Le professeur Hannan souligne toutefois que cela peut conduire à une culture nocive et toxique, comme ce qui a été observé aux États-Unis ces dernières années. «C'est extrêmement corrosif pour la culture de la démocratie, car ça élève ces faux problèmes au-dessus des problèmes réels et fondamentaux.

«Malheureusement, lorsque vous n'avez pas de vision politique significative à offrir pour une société meilleure — lorsque vous ne pouvez pas réellement dire ce que vous voulez pour le Canada, à part de vagues idées et des propos vides de sens sur la 'liberté' —, alors vous attisez la peur, l'indignation et la haine.»

Et lorsque des politiciens réussissent à attiser cette peur, ils peuvent «amener des gens qui ne se parleraient jamais autrement (…) dans une sorte d'unisson, hurlant contre un ennemi commun».

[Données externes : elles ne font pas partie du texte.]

//! Construction-time configuration for the flattening pipeline
//!
//! Configuration is validated once, before any graph access, and is
//! immutable afterwards; re-runs in a watch loop share it without any
//! cross-run mutable state.

use once_cell::sync::Lazy;
use regex::Regex;
use serde::Deserialize;

use crate::error::{BundleError, Result};

/// Namespace segments must survive as property names in emitted code
static IDENTIFIER_RE: Lazy<Regex> =
    Lazy::new(|| Regex::new(r"^[A-Za-z_$][A-Za-z0-9_$]*$").expect("identifier pattern is valid"));

/// Which artifact shape to emit
#[derive(Debug, Clone, Copy, PartialEq, Eq, Default, Deserialize)]
#[serde(rename_all = "kebab-case")]
pub enum BuildMode {
    /// A bare server-side script file
    #[default]
    ServerScript,
    /// An HTML wrapper with the script inlined for browser-hosted builds
    WebApp,
}

impl BuildMode {
    /// Extension of the emitted artifact
    pub fn artifact_extension(self) -> &'static str {
        match self {
            Self::ServerScript => "gs",
            Self::WebApp => "html",
        }
    }
}

/// Pipeline log verbosity, mapped onto the `log` facade
#[derive(Debug, Clone, Copy, PartialEq, Eq, Deserialize)]
#[serde(rename_all = "lowercase")]
pub enum LogLevel {
    Error,
    Warn,
    Info,
    Debug,
    Trace,
}

impl From<LogLevel> for log::LevelFilter {
    fn from(level: LogLevel) -> Self {
        match level {
            LogLevel::Error => Self::Error,
            LogLevel::Warn => Self::Warn,
            LogLevel::Info => Self::Info,
            LogLevel::Debug => Self::Debug,
            LogLevel::Trace => Self::Trace,
        }
    }
}

/// Process-wide emission configuration, supplied once at construction
#[derive(Debug, Clone, Deserialize)]
#[serde(default, rename_all = "kebab-case", deny_unknown_fields)]
pub struct Config {
    /// First segment(s) of the global namespace path
    pub namespace_root: String,
    /// Trailing segment(s) of the global namespace path
    pub subsystem: String,
    pub build_mode: BuildMode,
    /// Namespace-facing name for the entry module's default export
    pub default_export_name: Option<String>,
    pub log_level: Option<LogLevel>,
}

impl Default for Config {
    fn default() -> Self {
        Self {
            namespace_root: "DEFAULT".to_owned(),
            subsystem: "DEFAULT".to_owned(),
            build_mode: BuildMode::default(),
            default_export_name: None,
            log_level: None,
        }
    }
}

impl Config {
    /// Parse and validate a TOML fragment supplied by the host
    pub fn from_toml_str(raw: &str) -> Result<Self> {
        let config: Self =
            toml::from_str(raw).map_err(|error| BundleError::Configuration(error.to_string()))?;
        config.validate()?;
        Ok(config)
    }

    /// Reject invalid namespace and override values before any graph work
    pub fn validate(&self) -> Result<()> {
        for (field, value) in [
            ("namespace-root", &self.namespace_root),
            ("subsystem", &self.subsystem),
        ] {
            if value.is_empty() {
                return Err(BundleError::Configuration(format!(
                    "{field} must not be empty"
                )));
            }
            for segment in value.split('.') {
                if !IDENTIFIER_RE.is_match(segment) {
                    return Err(BundleError::Configuration(format!(
                        "{field} segment `{segment}` is not a valid identifier"
                    )));
                }
            }
        }
        if let Some(name) = &self.default_export_name
            && !IDENTIFIER_RE.is_match(name)
        {
            return Err(BundleError::Configuration(format!(
                "default-export-name `{name}` is not a valid identifier"
            )));
        }
        Ok(())
    }

    /// The full dotted namespace path, e.g. `MYADDON.GAS`
    pub fn namespace(&self) -> String {
        format!("{}.{}", self.namespace_root, self.subsystem)
    }

    /// Namespace path split into its dot-separated segments
    pub fn namespace_segments(&self) -> Vec<&str> {
        self.namespace_root
            .split('.')
            .chain(self.subsystem.split('.'))
            .collect()
    }
}

/// One-call logging setup honoring the configured verbosity
///
/// Safe to call once per process; later calls are no-ops so watch-mode
/// re-runs never panic on double initialization.
pub fn init_logging(level: Option<LogLevel>) {
    let mut builder = env_logger::Builder::from_env(env_logger::Env::default());
    if let Some(level) = level {
        builder.filter_level(level.into());
    }
    let _ = builder.try_init();
}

Mais puisque le prochain gouvernement peut très bien procéder à sa propre refonte une fois élu, certains croient que l'indignation sur ces sujets est quelque peu exagérée. «Ces choses ne sont pas éternelles. On n'est pas en train de concevoir de nouveaux édifices du Parlement, qui seront là pour 100 ans», a déclaré David Soberman, professeur de marketing à l'Université de Toronto.